HashMap is a frequent use of back-end interviews, such as what is the default initial capacity? What is the loading factor? Is the thread unsafe? How do I repeat the put operation? Get? What are the differences between JDK 1.7 and 1.8 implementations? And so on a series of questions, maybe you can answer these questions fluently, indicating that you have a relatively good understanding of HashMap. But recently, my team members did a technical sharing, among which I quite gained some points, I would like to share with you

We have technology sharing every Friday, and we take turns to share. In fact, this mechanism is quite good. We sit together and discuss a knowledge point in depth, so as to have a collision of thinking and win

Throw out two questions and see if you can answer them?

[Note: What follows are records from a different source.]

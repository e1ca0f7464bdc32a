//! Chrome of the event-type detail page: heading, call-to-action bar,
//! navigation tabs and the delete-confirmation flow.

use contracts::domain::event_type::EventTypeSetup;
use leptos::prelude::*;
use leptos_router::hooks::{use_location, use_navigate};
use leptos_router::NavigateOptions;
use thaw::*;

use super::tab_bar::{HorizontalTabs, VerticalTabs};
use crate::domain::event_type::api;
use crate::domain::event_type::permalink::booking_permalink;
use crate::domain::event_type::tabs::build_tabs;
use crate::layout::shell::Shell;
use crate::shared::clipboard::copy_to_clipboard_with_callback;
use crate::shared::components::dropdown::{Dropdown, DropdownItem};
use crate::shared::confirm_dialog::ConfirmationDialog;
use crate::shared::delete_controller::DeleteController;
use crate::shared::icons::icon;
use crate::shared::query::{use_query_client, QueryKey};
use crate::shared::routing::{
    ensure_selected_tab, href_with_query, parse_query, with_param, TAB_PARAM,
};
use crate::shared::toast::use_toasts;

#[component]
pub fn EventTypeSingleLayout(setup: EventTypeSetup, children: Children) -> impl IntoView {
    let cache = use_query_client();
    let toasts = use_toasts();
    let location = use_location();
    let search = location.search;
    let pathname = location.pathname;

    let event_type = setup.event_type;
    let has_team = event_type.is_team_event();
    let tabs = RwSignal::new(build_tabs(
        &event_type,
        setup.enabled_app_count,
        setup.enabled_workflow_count,
        has_team,
    ));

    // The selected tab must be explicit in the URL. When the parameter is
    // missing, redirect once to the first registry entry, keeping the rest
    // of the query intact; once present, `ensure_selected_tab` returns
    // `None` and this effect issues no further navigation.
    let navigate = use_navigate();
    Effect::new(move |_| {
        let current = parse_query(&search.get());
        let Some(first) = tabs.with(|tabs| tabs.first().map(|tab| tab.route_key)) else {
            return;
        };
        if let Some(merged) = ensure_selected_tab(&current, first) {
            navigate(
                &href_with_query(&pathname.get_untracked(), &merged),
                NavigateOptions {
                    replace: true,
                    scroll: false,
                    ..Default::default()
                },
            );
        }
    });

    let active_tab = Memo::new(move |_| parse_query(&search.get()).get(TAB_PARAM).cloned());
    let href_for = Callback::new(move |route_key: &'static str| {
        let merged = with_param(&parse_query(&search.get()), TAB_PARAM, route_key);
        href_with_query(&pathname.get(), &merged)
    });

    let hidden = RwSignal::new(event_type.hidden);
    let permalink = booking_permalink(&event_type);
    let event_type_id = event_type.id;

    let delete = DeleteController::new(
        setup.current_user_membership,
        cache,
        toasts,
        QueryKey::EventTypes,
        "Event type deleted successfully",
        api::delete_event_type,
    );
    let delete_permitted = delete.permitted();
    let deleting = delete.deleting();
    let delete_disabled = Signal::derive(move || !delete_permitted || deleting.get());

    let cta = {
        let permalink = permalink.clone();
        let delete = delete.clone();
        move || {
            let copy_link = {
                let permalink = permalink.clone();
                move |_| {
                    copy_to_clipboard_with_callback(&permalink, move || {
                        toasts.success("Link copied");
                    });
                }
            };
            let request_delete = {
                let delete = delete.clone();
                move |_| delete.request_delete(event_type_id)
            };
            let copy_link_item = {
                let permalink = permalink.clone();
                Callback::new(move |_| {
                    copy_to_clipboard_with_callback(&permalink, move || {
                        toasts.success("Link copied");
                    });
                })
            };
            let request_delete_item = {
                let delete = delete.clone();
                Callback::new(move |_| delete.request_delete(event_type_id))
            };
            let preview_href = permalink.clone();
            let menu_preview_href = permalink.clone();

            view! {
                <div class="cta-bar">
                    <Switch checked=hidden label="Hide from profile" />
                    <div class="cta-bar__divider"></div>
                    // Wide screens: individual action buttons.
                    <div class="cta-bar__group">
                        <a
                            class="icon-button"
                            href=preview_href
                            target="_blank"
                            rel="noreferrer"
                            title="Preview"
                        >
                            {icon("external-link")}
                        </a>
                        <Button appearance=ButtonAppearance::Secondary on_click=copy_link>
                            {icon("link")}
                            " Copy link"
                        </Button>
                        <Button
                            appearance=ButtonAppearance::Secondary
                            disabled=delete_disabled
                            on_click=request_delete
                        >
                            {icon("trash-2")}
                            " Delete"
                        </Button>
                    </div>
                    // Narrow screens: the same actions behind one menu.
                    <div class="cta-bar__menu">
                        <Dropdown
                            trigger=ViewFn::from(|| icon("more-horizontal"))
                            trigger_label="More options"
                        >
                            <DropdownItem start_icon="external-link" href=menu_preview_href.clone()>
                                "Preview"
                            </DropdownItem>
                            <DropdownItem start_icon="link" on_select=copy_link_item>
                                "Copy link"
                            </DropdownItem>
                            <DropdownItem
                                start_icon="trash-2"
                                destructive=true
                                disabled=delete_disabled
                                on_select=request_delete_item
                            >
                                "Delete"
                            </DropdownItem>
                        </Dropdown>
                    </div>
                </div>
            }
            .into_any()
        }
    };

    view! {
        <Shell
            heading=event_type.title.clone()
            subtitle=event_type.description.clone()
            cta=ViewFn::from(cta)
        >
            <div class="event-type-layout">
                <div class="event-type-layout__sidebar">
                    <VerticalTabs tabs=tabs active=active_tab href_for=href_for />
                </div>
                <div class="event-type-layout__strip">
                    <HorizontalTabs tabs=tabs active=active_tab href_for=href_for />
                </div>
                <div class="event-type-layout__content">{children()}</div>
            </div>
        </Shell>
        <ConfirmationDialog
            open=delete.dialog_open()
            loading=delete.deleting()
            title="Delete event type"
            description="Anyone who you've shared this link with will no longer be able to book using it."
            confirm_label="Yes, delete"
            loading_label="Deleting..."
            on_confirm={
                let delete = delete.clone();
                Callback::new(move |_| delete.confirm())
            }
            on_cancel={
                let delete = delete.clone();
                Callback::new(move |_| delete.dismiss())
            }
        />
    }
}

  1. How do I find the smallest integer to the power of 2 that is greater than the initial capacity value set?
  2. What special operations are performed to hash keys in a HashMap? Why do you do that?

Think about yourself first, and then read better!

The following analysis is all about JDK 1.8

Analysis of the

Question 1: How do I find the smallest power of 2 integer that is larger than the initial capacity value set?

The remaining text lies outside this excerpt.